▶ [Goal of the exercise]: Word for word, please restate the lines from the beginning of the data through the line in which "initialized the event" appears.
-- Data in this exercise follows --
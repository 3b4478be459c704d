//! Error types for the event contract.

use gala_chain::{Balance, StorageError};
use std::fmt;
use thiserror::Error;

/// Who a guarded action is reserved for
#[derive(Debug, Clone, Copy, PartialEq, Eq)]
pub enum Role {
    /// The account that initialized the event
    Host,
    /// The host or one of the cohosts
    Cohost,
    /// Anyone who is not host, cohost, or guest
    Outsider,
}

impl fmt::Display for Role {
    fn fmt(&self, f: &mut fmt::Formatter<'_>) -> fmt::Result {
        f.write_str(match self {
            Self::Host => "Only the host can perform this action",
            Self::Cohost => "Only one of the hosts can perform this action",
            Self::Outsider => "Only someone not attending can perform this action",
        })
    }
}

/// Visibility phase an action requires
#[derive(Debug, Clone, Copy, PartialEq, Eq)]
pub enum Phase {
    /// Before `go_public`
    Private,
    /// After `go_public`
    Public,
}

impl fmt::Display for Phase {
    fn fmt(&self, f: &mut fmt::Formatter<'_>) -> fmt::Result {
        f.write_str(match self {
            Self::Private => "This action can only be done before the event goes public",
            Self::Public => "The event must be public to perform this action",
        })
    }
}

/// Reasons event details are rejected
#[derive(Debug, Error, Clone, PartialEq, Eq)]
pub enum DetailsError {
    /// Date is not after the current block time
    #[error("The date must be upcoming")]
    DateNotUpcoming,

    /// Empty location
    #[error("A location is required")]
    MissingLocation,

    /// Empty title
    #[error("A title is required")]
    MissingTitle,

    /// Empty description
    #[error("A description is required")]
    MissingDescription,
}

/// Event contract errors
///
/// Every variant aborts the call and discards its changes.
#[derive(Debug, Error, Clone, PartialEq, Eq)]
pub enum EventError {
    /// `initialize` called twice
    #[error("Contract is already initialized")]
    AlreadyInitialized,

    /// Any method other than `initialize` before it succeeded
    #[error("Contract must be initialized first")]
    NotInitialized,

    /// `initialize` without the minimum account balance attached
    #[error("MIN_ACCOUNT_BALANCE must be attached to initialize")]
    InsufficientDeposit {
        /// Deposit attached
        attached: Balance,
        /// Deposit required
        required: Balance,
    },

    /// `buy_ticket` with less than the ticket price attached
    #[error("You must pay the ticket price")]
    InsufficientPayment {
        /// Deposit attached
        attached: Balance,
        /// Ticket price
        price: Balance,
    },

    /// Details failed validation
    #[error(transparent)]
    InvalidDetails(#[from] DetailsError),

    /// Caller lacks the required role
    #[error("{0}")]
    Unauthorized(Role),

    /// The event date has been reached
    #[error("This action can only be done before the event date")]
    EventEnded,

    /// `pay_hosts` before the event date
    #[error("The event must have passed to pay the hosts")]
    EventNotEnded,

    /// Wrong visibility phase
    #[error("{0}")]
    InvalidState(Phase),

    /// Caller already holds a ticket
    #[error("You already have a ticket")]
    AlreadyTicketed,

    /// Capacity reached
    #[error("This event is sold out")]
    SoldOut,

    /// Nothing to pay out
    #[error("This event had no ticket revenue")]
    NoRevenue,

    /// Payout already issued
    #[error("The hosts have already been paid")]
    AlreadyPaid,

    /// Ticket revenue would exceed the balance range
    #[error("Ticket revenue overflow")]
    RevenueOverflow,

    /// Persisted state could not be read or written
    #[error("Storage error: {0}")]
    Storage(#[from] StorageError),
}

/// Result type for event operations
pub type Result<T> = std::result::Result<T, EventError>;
-- Data in this exercise concluded --
▶ [The answer]:
repository 3b4478be459c704d
//! Error types for the event contract.

use gala_chain::{Balance, StorageError};
use std::fmt;
use thiserror::Error;

/// Who a guarded action is reserved for
#[derive(Debug, Clone, Copy, PartialEq, Eq)]
pub enum Role {
    /// The account that initialized the event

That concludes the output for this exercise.